After finding the building (which actually would have been quite a far walk), we discover that all the doors downstairs are locked unless you have a keycard, and the room service people who would normally be able to let me in are not there. So the security guy talks to these people who work at a small restaurant downstairs that is just opening, and they let me in through their back door, which leads into the building.
So finally, I arrive upstairs, and the key, as my host has told me, is hidden on top of the door frame. The place is a small classroom with a digital piano, a TV with one channel in Thai, and a large whiteboard, on which my host has left me a diagram of where things are (like the food court, 7-11, internet cafe, etc.). It's significantly nicer and bigger than my host made it out to be, as from his description, I was expecting a shoebox of questionable sanitation.
I slept until around 3 in the afternoon, and came downstairs to see if I could do laundry, since my Songkran-drenched clothes were not smelling so great. The laundry room was closed because of the holiday, so I just got some food and went upstairs to see if I could find a way to do it by hand.
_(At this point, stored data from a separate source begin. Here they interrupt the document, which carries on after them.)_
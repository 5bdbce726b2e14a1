//! Shared support for the integration suites: a lifecycle engine wired to the
//! in-memory repository and deterministic collaborator stubs.

#![allow(dead_code)]

use std::sync::Arc;
use std::time::Duration;

use async_trait::async_trait;
use rust_decimal::Decimal;
use tokio::sync::mpsc;
use uuid::Uuid;

use fieldops_api::collaborators::{
    ContractInfo, ContractReader, EmployeeDirectory, EmployeeProfile, InvoiceReceipt,
    InvoiceWriter, TimeEntry, TimeEntryStore,
};
use fieldops_api::commands::jobs::CreateJobCommand;
use fieldops_api::errors::ServiceError;
use fieldops_api::events::EventSender;
use fieldops_api::models::job::JobAggregate;
use fieldops_api::repositories::InMemoryJobRepository;
use fieldops_api::services::jobs::JobLifecycleService;

pub const TENANT: &str = "acme";
pub const HOURLY_RATE: &str = "60";
pub const ADHOC_FEE: &str = "45";

/// Resolves every employee at a fixed hourly rate.
pub struct StubDirectory {
    pub rate: Decimal,
}

#[async_trait]
impl EmployeeDirectory for StubDirectory {
    async fn resolve(&self, id: Uuid) -> Result<Option<EmployeeProfile>, ServiceError> {
        Ok(Some(EmployeeProfile {
            id,
            name: "Sam Technician".into(),
            hourly_rate: self.rate,
        }))
    }
}

/// Every referenced time entry is worth the same number of minutes.
pub struct StubTimeEntries {
    pub minutes_per_entry: i64,
}

#[async_trait]
impl TimeEntryStore for StubTimeEntries {
    async fn durations(&self, refs: &[Uuid]) -> Result<Vec<TimeEntry>, ServiceError> {
        Ok(refs
            .iter()
            .map(|r| TimeEntry {
                id: *r,
                minutes: self.minutes_per_entry,
            })
            .collect())
    }
}

pub struct StubContracts {
    pub fixed_price: Option<Decimal>,
}

#[async_trait]
impl ContractReader for StubContracts {
    async fn resolve(&self, id: Uuid) -> Result<Option<ContractInfo>, ServiceError> {
        Ok(Some(ContractInfo {
            id,
            label: "Annual maintenance".into(),
            fixed_price: self.fixed_price,
        }))
    }
}

pub struct StubInvoices;

#[async_trait]
impl InvoiceWriter for StubInvoices {
    async fn register(&self, job: &JobAggregate) -> Result<InvoiceReceipt, ServiceError> {
        Ok(InvoiceReceipt {
            invoice_ref: format!("INV-{}", job.code),
            invoice_line_id: format!("INV-{}/1", job.code),
        })
    }
}

/// Engine over the in-memory repository with the given directory and time
/// source. Events are drained so sends never block the engine under test.
pub fn engine_with(
    directory: Arc<dyn EmployeeDirectory>,
    time_entries: Arc<dyn TimeEntryStore>,
    lookup_deadline: Duration,
) -> (Arc<JobLifecycleService>, Arc<InMemoryJobRepository>) {
    let repository = Arc::new(InMemoryJobRepository::new());
    let (tx, mut rx) = mpsc::channel(256);
    tokio::spawn(async move { while rx.recv().await.is_some() {} });

    let service = JobLifecycleService::new(
        repository.clone(),
        directory,
        time_entries,
        Arc::new(StubContracts { fixed_price: None }),
        Arc::new(StubInvoices),
        EventSender::new(tx),
        lookup_deadline,
        ADHOC_FEE.parse().unwrap(),
        "EUR".into(),
    );
    (Arc::new(service), repository)
}

pub fn engine() -> (Arc<JobLifecycleService>, Arc<InMemoryJobRepository>) {
    engine_with(
        Arc::new(StubDirectory {
            rate: HOURLY_RATE.parse().unwrap(),
        }),
        Arc::new(StubTimeEntries {
            minutes_per_entry: 30,
        }),
        Duration::from_millis(200),
    )
}

pub fn create_command(code: &str) -> CreateJobCommand {
    serde_json::from_value(serde_json::json!({
        "code": code,
        "title": { "en": "Radiator bleed, unit 4B" },
    }))
    .unwrap()
}

/// Step with a single required checklist item, in create-payload form.
pub fn guarded_step(step_code: &str) -> serde_json::Value {
    serde_json::json!({
        "step_code": step_code,
        "kind": "task",
        "checklist": [
            { "label": "shut off water", "required": true }
        ],
        "estimated_minutes": 15,
    })
}

/// Step with no required items, in create-payload form.
pub fn open_step(step_code: &str) -> serde_json::Value {
    serde_json::json!({
        "step_code": step_code,
        "kind": "task",
        "checklist": [],
    })
}
//! Assignment bookkeeping for a job: who is bound to it, in which role, and
//! how much of their time it has consumed.
//!
//! `actual_minutes` is derived from linked time entries and only ever written
//! by [`apply_time_entries`]; client input never reaches it.

use uuid::Uuid;

use crate::errors::ServiceError;
use crate::models::job::{Assignment, AssigneeRole, JobAggregate, JobStatus};

/// Upper bound on planned allocation for a single assignee (one month of
/// around-the-clock work); anything larger is a client bug.
const MAX_PLANNED_MINUTES: i64 = 31 * 24 * 60;

/// Add an employee to the job, or update their role/allocation if already
/// assigned. At most one lead per job.
pub fn add_assignment(
    job: &mut JobAggregate,
    employee_ref: Uuid,
    role: AssigneeRole,
    planned_minutes: i64,
) -> Result<(), ServiceError> {
    if job.status.is_terminal() {
        return Err(job.invalid_transition("assign"));
    }
    if !(0..=MAX_PLANNED_MINUTES).contains(&planned_minutes) {
        return Err(ServiceError::InvalidDuration(planned_minutes));
    }
    if role == AssigneeRole::Lead {
        if let Some(lead) = job.lead() {
            if lead.employee_ref != employee_ref {
                return Err(ServiceError::DuplicateLead(employee_ref));
            }
        }
    }

    match job
        .assignments
        .iter_mut()
        .find(|a| a.employee_ref == employee_ref)
    {
        Some(existing) => {
            existing.role = role;
            existing.planned_minutes = planned_minutes;
        }
        None => job.assignments.push(Assignment {
            employee_ref,
            role,
            planned_minutes,
            actual_minutes: 0,
            time_entry_refs: Vec::new(),
        }),
    }
    Ok(())
}

/// Remove an employee from the job. A job with work underway must always keep
/// at least one assignee.
pub fn remove_assignment(job: &mut JobAggregate, employee_ref: Uuid) -> Result<(), ServiceError> {
    if job.status.is_terminal() {
        return Err(job.invalid_transition("unassign"));
    }
    let index = job
        .assignments
        .iter()
        .position(|a| a.employee_ref == employee_ref)
        .ok_or_else(|| {
            ServiceError::NotFound(format!("employee {employee_ref} is not assigned to this job"))
        })?;

    let underway = matches!(job.status, JobStatus::InProgress | JobStatus::Paused);
    if underway && job.assignments.len() == 1 {
        return Err(ServiceError::LastLeadRemoval(job.id));
    }

    job.assignments.remove(index);
    Ok(())
}

/// Overwrite an assignment's time-entry links and its derived
/// `actual_minutes` with durations fetched from the time-tracking
/// collaborator. This is the only writer of `actual_minutes`.
pub fn apply_time_entries(
    job: &mut JobAggregate,
    employee_ref: Uuid,
    refs: Vec<Uuid>,
    minutes: &[i64],
) -> Result<(), ServiceError> {
    if job.status.is_terminal() {
        return Err(job.invalid_transition("sync_time_entries"));
    }
    let assignment = job
        .assignments
        .iter_mut()
        .find(|a| a.employee_ref == employee_ref)
        .ok_or_else(|| {
            ServiceError::NotFound(format!("employee {employee_ref} is not assigned to this job"))
        })?;

    assignment.actual_minutes = minutes.iter().copied().filter(|m| *m > 0).sum();
    assignment.time_entry_refs = refs;
    Ok(())
}

#[cfg(test)]
mod tests {
    use super::*;
    use assert_matches::assert_matches;
    use chrono::Utc;

    fn job() -> JobAggregate {
        JobAggregate::new("acme", "JOB-010", "EUR", Utc::now())
    }

    #[test]
    fn at_most_one_lead() {
        let mut job = job();
        let lead = Uuid::new_v4();
        let second = Uuid::new_v4();

        add_assignment(&mut job, lead, AssigneeRole::Lead, 120).unwrap();
        let err = add_assignment(&mut job, second, AssigneeRole::Lead, 60).unwrap_err();
        assert_matches!(err, ServiceError::DuplicateLead(id) if id == second);

        // The existing lead may be re-upserted without tripping the invariant.
        add_assignment(&mut job, lead, AssigneeRole::Lead, 150).unwrap();
        assert_eq!(job.assignments.len(), 1);
        assert_eq!(job.assignments[0].planned_minutes, 150);
    }

    #[test]
    fn reassignment_updates_in_place() {
        let mut job = job();
        let member = Uuid::new_v4();
        add_assignment(&mut job, member, AssigneeRole::Member, 60).unwrap();
        add_assignment(&mut job, member, AssigneeRole::Lead, 90).unwrap();

        assert_eq!(job.assignments.len(), 1);
        assert_eq!(job.assignments[0].role, AssigneeRole::Lead);
    }

    #[test]
    fn rejects_absurd_planned_minutes() {
        let mut job = job();
        let err = add_assignment(&mut job, Uuid::new_v4(), AssigneeRole::Member, -5).unwrap_err();
        assert_matches!(err, ServiceError::InvalidDuration(-5));
    }

    #[test]
    fn cannot_remove_last_assignee_while_underway() {
        let mut job = job();
        let lead = Uuid::new_v4();
        add_assignment(&mut job, lead, AssigneeRole::Lead, 60).unwrap();
        job.status = JobStatus::InProgress;

        let err = remove_assignment(&mut job, lead).unwrap_err();
        assert_matches!(err, ServiceError::LastLeadRemoval(_));
        assert_eq!(job.assignments.len(), 1);

        // With a second assignee present the removal goes through.
        let member = Uuid::new_v4();
        add_assignment(&mut job, member, AssigneeRole::Member, 30).unwrap();
        remove_assignment(&mut job, lead).unwrap();
        assert_eq!(job.assignments.len(), 1);
    }

    #[test]
    fn removal_is_unrestricted_before_start() {
        let mut job = job();
        let lead = Uuid::new_v4();
        add_assignment(&mut job, lead, AssigneeRole::Lead, 60).unwrap();
        remove_assignment(&mut job, lead).unwrap();
        assert!(job.assignments.is_empty());
    }

    #[test]
    fn time_entries_overwrite_actual_minutes() {
        let mut job = job();
        let lead = Uuid::new_v4();
        add_assignment(&mut job, lead, AssigneeRole::Lead, 60).unwrap();

        let refs = vec![Uuid::new_v4(), Uuid::new_v4()];
        apply_time_entries(&mut job, lead, refs.clone(), &[25, 40]).unwrap();
        assert_eq!(job.assignments[0].actual_minutes, 65);
        assert_eq!(job.assignments[0].time_entry_refs, refs);

        // A later sync replaces rather than accumulates.
        apply_time_entries(&mut job, lead, refs, &[30]).unwrap();
        assert_eq!(job.assignments[0].actual_minutes, 30);
    }

    #[test]
    fn unknown_assignee_is_not_found() {
        let mut job = job();
        let err = apply_time_entries(&mut job, Uuid::new_v4(), vec![], &[]).unwrap_err();
        assert_matches!(err, ServiceError::NotFound(_));
    }
}
//! End-to-end lifecycle scenarios through the engine and the in-memory
//! repository: scheduling validation, the lead gate on start, the checklist
//! gate on completion, and the frozen finance snapshot afterwards.

mod common;

use assert_matches::assert_matches;
use chrono::{Duration as ChronoDuration, Utc};
use rust_decimal_macros::dec;
use uuid::Uuid;

use common::{create_command, engine, guarded_step, open_step, TENANT};
use fieldops_api::commands::jobs::{
    AddMaterialCommand, AssignEmployeeCommand, AttachInvoiceCommand, CancelJobCommand,
    CompleteJobCommand, CompleteStepCommand, PauseJobCommand, ResumeJobCommand,
    ScheduleJobCommand, StartJobCommand, ToggleChecklistCommand, UpdateJobCommand,
};
use fieldops_api::errors::ServiceError;
use fieldops_api::models::job::{AssigneeRole, EntityRef, JobStatus};
use fieldops_api::repositories::JobRepository;
use fieldops_api::services::jobs::JobLifecycleService;

async fn assign_lead(engine: &JobLifecycleService, job_id: Uuid) -> Uuid {
    let employee = Uuid::new_v4();
    engine
        .assign_employee(AssignEmployeeCommand {
            job_id,
            employee: EntityRef::Id(employee),
            role: AssigneeRole::Lead,
            planned_minutes: 90,
        })
        .await
        .unwrap();
    employee
}

#[tokio::test]
async fn scheduling_validates_the_window() {
    let (engine, repository) = engine();
    let job = engine
        .create_job(TENANT, create_command("JOB-A1"))
        .await
        .unwrap();
    assert_eq!(job.status, JobStatus::Draft);

    let now = Utc::now();

    // An inverted window is rejected and the aggregate stays in draft.
    let err = engine
        .schedule(ScheduleJobCommand {
            job_id: job.id,
            planned_start: now + ChronoDuration::hours(2),
            planned_end: now + ChronoDuration::hours(1),
            due_at: None,
        })
        .await
        .unwrap_err();
    assert_matches!(err, ServiceError::ValidationError(_));

    let stored = repository.find_by_id(job.id).await.unwrap().unwrap();
    assert_eq!(stored.status, JobStatus::Draft);
    assert_eq!(stored.version, job.version);
    assert!(stored.schedule.planned_start.is_none());

    // A due date before the window start is also rejected.
    let err = engine
        .schedule(ScheduleJobCommand {
            job_id: job.id,
            planned_start: now + ChronoDuration::hours(1),
            planned_end: now + ChronoDuration::hours(2),
            due_at: Some(now),
        })
        .await
        .unwrap_err();
    assert_matches!(err, ServiceError::ValidationError(_));

    // A consistent window moves the job to scheduled.
    let scheduled = engine
        .schedule(ScheduleJobCommand {
            job_id: job.id,
            planned_start: now + ChronoDuration::hours(1),
            planned_end: now + ChronoDuration::hours(3),
            due_at: Some(now + ChronoDuration::days(1)),
        })
        .await
        .unwrap();
    assert_eq!(scheduled.status, JobStatus::Scheduled);
}

#[tokio::test]
async fn start_requires_a_lead_assignee() {
    let (engine, repository) = engine();
    let job = engine
        .create_job(TENANT, create_command("JOB-B1"))
        .await
        .unwrap();
    let now = Utc::now();
    engine
        .schedule(ScheduleJobCommand {
            job_id: job.id,
            planned_start: now,
            planned_end: now + ChronoDuration::hours(2),
            due_at: None,
        })
        .await
        .unwrap();

    let err = engine
        .start(StartJobCommand { job_id: job.id })
        .await
        .unwrap_err();
    assert_matches!(err, ServiceError::ValidationError(_));
    let stored = repository.find_by_id(job.id).await.unwrap().unwrap();
    assert_eq!(stored.status, JobStatus::Scheduled);

    assign_lead(&engine, job.id).await;
    let started = engine
        .start(StartJobCommand { job_id: job.id })
        .await
        .unwrap();
    assert_eq!(started.status, JobStatus::InProgress);
    assert!(started.schedule.started_at.is_some());
}

#[tokio::test]
async fn completion_is_gated_on_required_checklist_items() {
    let (engine, _) = engine();
    let mut command = create_command("JOB-C1");
    command.steps = vec![serde_json::from_value(guarded_step("prep")).unwrap()];
    let job = engine.create_job(TENANT, command).await.unwrap();

    let now = Utc::now();
    engine
        .schedule(ScheduleJobCommand {
            job_id: job.id,
            planned_start: now,
            planned_end: now + ChronoDuration::hours(2),
            due_at: Some(now + ChronoDuration::days(1)),
        })
        .await
        .unwrap();
    assign_lead(&engine, job.id).await;
    engine
        .start(StartJobCommand { job_id: job.id })
        .await
        .unwrap();

    // Required item unchecked: both step completion and job completion fail.
    let err = engine
        .complete_step(CompleteStepCommand {
            job_id: job.id,
            step_code: "prep".into(),
            elapsed_minutes: 20,
        })
        .await
        .unwrap_err();
    assert_matches!(err, ServiceError::RequiredItemsPending { .. });

    let err = engine
        .complete(CompleteJobCommand { job_id: job.id })
        .await
        .unwrap_err();
    assert_matches!(
        err,
        ServiceError::IncompleteSteps(ref codes) if codes == &vec!["prep".to_string()]
    );

    // Check the item, complete the step, then the job.
    engine
        .toggle_checklist(ToggleChecklistCommand {
            job_id: job.id,
            step_code: "prep".into(),
            item_index: 0,
            checked: true,
            photo_urls: Some(vec!["https://cdn.example/valve.jpg".into()]),
            note: None,
        })
        .await
        .unwrap();
    engine
        .complete_step(CompleteStepCommand {
            job_id: job.id,
            step_code: "prep".into(),
            elapsed_minutes: 20,
        })
        .await
        .unwrap();

    let completed = engine
        .complete(CompleteJobCommand { job_id: job.id })
        .await
        .unwrap();
    assert_eq!(completed.status, JobStatus::Completed);
    assert_eq!(completed.schedule.on_time, Some(true));
    assert!(completed.schedule.actual_duration_minutes.is_some());
    assert!(completed.finance.frozen);
}

#[tokio::test]
async fn step_completion_retries_are_no_ops() {
    let (engine, _) = engine();
    let mut command = create_command("JOB-C2");
    command.steps = vec![serde_json::from_value(open_step("flush")).unwrap()];
    let job = engine.create_job(TENANT, command).await.unwrap();

    let now = Utc::now();
    engine
        .schedule(ScheduleJobCommand {
            job_id: job.id,
            planned_start: now,
            planned_end: now + ChronoDuration::hours(1),
            due_at: None,
        })
        .await
        .unwrap();
    assign_lead(&engine, job.id).await;
    engine
        .start(StartJobCommand { job_id: job.id })
        .await
        .unwrap();

    let first = engine
        .complete_step(CompleteStepCommand {
            job_id: job.id,
            step_code: "flush".into(),
            elapsed_minutes: 30,
        })
        .await
        .unwrap();

    // The retried request succeeds and leaves the step exactly as the first
    // call recorded it, even with a different elapsed time.
    let second = engine
        .complete_step(CompleteStepCommand {
            job_id: job.id,
            step_code: "flush".into(),
            elapsed_minutes: 999,
        })
        .await
        .unwrap();
    assert_eq!(first.steps, second.steps);
    assert_eq!(second.steps[0].actual_minutes, Some(30));
}

#[tokio::test]
async fn pause_spans_are_excluded_from_duration() {
    let (engine, _) = engine();
    let job = engine
        .create_job(TENANT, create_command("JOB-D1"))
        .await
        .unwrap();
    let now = Utc::now();
    engine
        .schedule(ScheduleJobCommand {
            job_id: job.id,
            planned_start: now,
            planned_end: now + ChronoDuration::hours(2),
            due_at: None,
        })
        .await
        .unwrap();
    assign_lead(&engine, job.id).await;
    engine
        .start(StartJobCommand { job_id: job.id })
        .await
        .unwrap();
    let paused = engine
        .pause(PauseJobCommand {
            job_id: job.id,
            reason: "parts missing".into(),
        })
        .await
        .unwrap();
    assert_eq!(paused.status, JobStatus::Paused);
    assert_eq!(paused.pause_reason.as_deref(), Some("parts missing"));

    let resumed = engine
        .resume(ResumeJobCommand { job_id: job.id })
        .await
        .unwrap();
    assert_eq!(resumed.status, JobStatus::InProgress);
    assert!(resumed.pause_reason.is_none());

    // Wall-clock elapses microseconds here; the derived duration must not
    // count the paused span as worked time.
    let completed = engine
        .complete(CompleteJobCommand { job_id: job.id })
        .await
        .unwrap();
    assert_eq!(completed.schedule.actual_duration_minutes, Some(0));
}

#[tokio::test]
async fn lifecycle_fields_cannot_be_patched() {
    let (engine, _) = engine();
    let job = engine
        .create_job(TENANT, create_command("JOB-E1"))
        .await
        .unwrap();

    let patch: UpdateJobCommand = serde_json::from_value(serde_json::json!({
        "job_id": job.id,
        "tags": ["winter"],
        "status": "completed",
    }))
    .unwrap();
    let err = engine.update_job(patch).await.unwrap_err();
    assert_matches!(err, ServiceError::UseLifecycleCommand(field) if field == "status");

    // The same patch without the governed field applies cleanly.
    let patch: UpdateJobCommand = serde_json::from_value(serde_json::json!({
        "job_id": job.id,
        "tags": ["winter"],
        "priority": "high",
    }))
    .unwrap();
    let updated = engine.update_job(patch).await.unwrap();
    assert_eq!(updated.tags, vec!["winter".to_string()]);
}

#[tokio::test]
async fn invoice_attachment_freezes_the_snapshot_once() {
    let (engine, _) = engine();
    let job = engine
        .create_job(TENANT, create_command("JOB-F1"))
        .await
        .unwrap();

    // Record a customer-chargeable material while still mutable.
    engine
        .add_material(AddMaterialCommand {
            job_id: job.id,
            usage: serde_json::from_value(serde_json::json!({
                "name": "Door seal",
                "quantity": "2",
                "unit": "pcs",
                "cost_per_unit": "12.50",
                "currency": "EUR",
                "charge_to": "customer",
            }))
            .unwrap(),
        })
        .await
        .unwrap();

    let err = engine
        .attach_invoice(AttachInvoiceCommand { job_id: job.id })
        .await
        .unwrap_err();
    assert_matches!(err, ServiceError::InvalidTransition { .. });

    let now = Utc::now();
    engine
        .schedule(ScheduleJobCommand {
            job_id: job.id,
            planned_start: now,
            planned_end: now + ChronoDuration::hours(1),
            due_at: None,
        })
        .await
        .unwrap();
    assign_lead(&engine, job.id).await;
    engine
        .start(StartJobCommand { job_id: job.id })
        .await
        .unwrap();
    let completed = engine
        .complete(CompleteJobCommand { job_id: job.id })
        .await
        .unwrap();
    // Ad hoc revenue: customer materials plus the flat fee.
    assert_eq!(completed.finance.revenue_snapshot, dec!(70.00));
    assert_eq!(completed.finance.material_cost_snapshot, dec!(25.00));

    let invoiced = engine
        .attach_invoice(AttachInvoiceCommand { job_id: job.id })
        .await
        .unwrap();
    assert_eq!(invoiced.finance.invoice_ref.as_deref(), Some("INV-JOB-F1"));
    assert!(invoiced.finance.invoice_line_id.is_some());

    let err = engine
        .attach_invoice(AttachInvoiceCommand { job_id: job.id })
        .await
        .unwrap_err();
    assert_matches!(err, ServiceError::SnapshotFrozen(_));

    // Terminal state: the ledger is closed.
    let err = engine
        .add_material(AddMaterialCommand {
            job_id: job.id,
            usage: serde_json::from_value(serde_json::json!({
                "name": "Extra clamp",
                "quantity": "1",
                "unit": "pcs",
                "cost_per_unit": "3",
                "currency": "EUR",
                "charge_to": "expense",
            }))
            .unwrap(),
        })
        .await
        .unwrap_err();
    assert_matches!(err, ServiceError::InvalidTransition { .. });
}

#[tokio::test]
async fn cancellation_is_terminal() {
    let (engine, repository) = engine();
    let job = engine
        .create_job(TENANT, create_command("JOB-G1"))
        .await
        .unwrap();

    let cancelled = engine
        .cancel(CancelJobCommand {
            job_id: job.id,
            reason: "duplicate order".into(),
        })
        .await
        .unwrap();
    assert_eq!(cancelled.status, JobStatus::Cancelled);
    assert_eq!(cancelled.cancel_reason.as_deref(), Some("duplicate order"));
    assert!(cancelled.schedule.cancelled_at.is_some());

    let now = Utc::now();
    let err = engine
        .schedule(ScheduleJobCommand {
            job_id: job.id,
            planned_start: now,
            planned_end: now + ChronoDuration::hours(1),
            due_at: None,
        })
        .await
        .unwrap_err();
    assert_matches!(err, ServiceError::InvalidTransition { .. });

    let stored = repository.find_by_id(job.id).await.unwrap().unwrap();
    assert_eq!(stored.status, JobStatus::Cancelled);
    assert_eq!(stored.version, cancelled.version);
}

#[tokio::test]
async fn unknown_jobs_are_reported_as_not_found() {
    let (engine, _) = engine();
    let err = engine
        .start(StartJobCommand {
            job_id: Uuid::new_v4(),
        })
        .await
        .unwrap_err();
    assert_matches!(err, ServiceError::JobNotFound(_));
}
use serde::{Deserialize, Serialize};
use utoipa::ToSchema;
use uuid::Uuid;
use validator::Validate;

#[derive(Debug, Clone, Default, Serialize, Deserialize, Validate, ToSchema)]
pub struct CompleteJobCommand {
    #[serde(default)]
    pub job_id: Uuid,
}
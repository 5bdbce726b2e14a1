use crate::config::AppConfig;
use crate::errors::ServiceError;
use sea_orm::{ConnectOptions, Database, DatabaseConnection};
use sea_orm_migration::MigratorTrait;
use std::time::Duration;
use tracing::{debug, error, info};

/// Type alias for a database connection pool
pub type DbPool = DatabaseConnection;

/// Configuration for database connection
#[derive(Debug, Clone)]
pub struct DbConfig {
    /// Database connection URL
    pub url: String,
    /// Maximum number of connections
    pub max_connections: u32,
    /// Minimum number of connections
    pub min_connections: u32,
    /// Connection timeout duration
    pub connect_timeout: Duration,
    /// Idle timeout duration
    pub idle_timeout: Duration,
    /// Acquire connection timeout
    pub acquire_timeout: Duration,
}

impl Default for DbConfig {
    fn default() -> Self {
        Self {
            url: String::new(),
            max_connections: 10,
            min_connections: 1,
            connect_timeout: Duration::from_secs(30),
            idle_timeout: Duration::from_secs(600),
            acquire_timeout: Duration::from_secs(8),
        }
    }
}

impl From<&AppConfig> for DbConfig {
    fn from(cfg: &AppConfig) -> Self {
        Self {
            url: cfg.database_url.clone(),
            max_connections: cfg.db_max_connections,
            min_connections: cfg.db_min_connections,
            connect_timeout: Duration::from_secs(cfg.db_connect_timeout_secs),
            idle_timeout: Duration::from_secs(cfg.db_idle_timeout_secs),
            acquire_timeout: Duration::from_secs(cfg.db_acquire_timeout_secs),
        }
    }
}

/// Establishes a connection pool to the database
pub async fn establish_connection(database_url: &str) -> Result<DbPool, ServiceError> {
    let config = DbConfig {
        url: database_url.to_string(),
        ..Default::default()
    };

    establish_connection_with_config(&config).await
}

/// Establishes a connection pool to the database with custom configuration
pub async fn establish_connection_with_config(config: &DbConfig) -> Result<DbPool, ServiceError> {
    debug!("Configuring database connection with: {:?}", config);

    let mut opt = ConnectOptions::new(config.url.clone());
    opt.max_connections(config.max_connections)
        .min_connections(config.min_connections)
        .connect_timeout(config.connect_timeout)
        .acquire_timeout(config.acquire_timeout)
        .idle_timeout(config.idle_timeout)
        .sqlx_logging(true);

    info!(
        "Connecting to database with max_connections={}",
        config.max_connections
    );

    let db_pool = Database::connect(opt)
        .await
        .map_err(ServiceError::DatabaseError)?;

    info!("Database connection pool established successfully");
    Ok(db_pool)
}

/// Establish DB pool using AppConfig tuning
pub async fn establish_connection_from_app_config(cfg: &AppConfig) -> Result<DbPool, ServiceError> {
    let db_cfg: DbConfig = cfg.into();
    establish_connection_with_config(&db_cfg).await
}

/// Runs database migrations
pub async fn run_migrations(pool: &DbPool) -> Result<(), ServiceError> {
    info!("Running database migrations");
    let start = std::time::Instant::now();

    let result = crate::migrator::Migrator::up(pool, None)
        .await
        .map_err(ServiceError::DatabaseError);

    let elapsed = start.elapsed();
    match &result {
        Ok(_) => info!(
            "Database migrations completed successfully in {:?}",
            elapsed
        ),
        Err(e) => error!("Database migrations failed after {:?}: {}", elapsed, e),
    }

    result
}

/// Checks if the database connection is active
pub async fn check_connection(pool: &DbPool) -> Result<(), ServiceError> {
    debug!("Checking database connection");
    pool.ping().await.map_err(ServiceError::DatabaseError)
}

/// Closes the database connection pool
pub async fn close_pool(pool: DbPool) -> Result<(), ServiceError> {
    info!("Closing database connection pool");
    pool.close().await.map_err(ServiceError::DatabaseError)
}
There wasn't anything to clog the sink with, so I just washed the bowl I used to eat from and used it for my laundry. This is the color of the water that I could wring out of my clothes:
And my shirt is still yellowish where the face paint stuff dripped. My host in Chiang Mai says she couldn't get it out either. I think I'm going to try using some seltzer water, and we'll see what happens.
Tomorrow is the ceremony of my friend's friend becoming a monk, so assuming it isn't disrespectful to take pictures, there should be an interesting post up tomorrow. Unless it ends really late and the internet cafe is closed by then. In which case it will be the day after tomorrow. I also need to figure out my Cambodia visa, because I stupidly did not start the e-visa application while I was in Chiang Mai, so I think I need to go to the embassy here in Bangkok to make sure I get it on time. According to an online forum, I should be able to get it in 30 minutes. We'll see.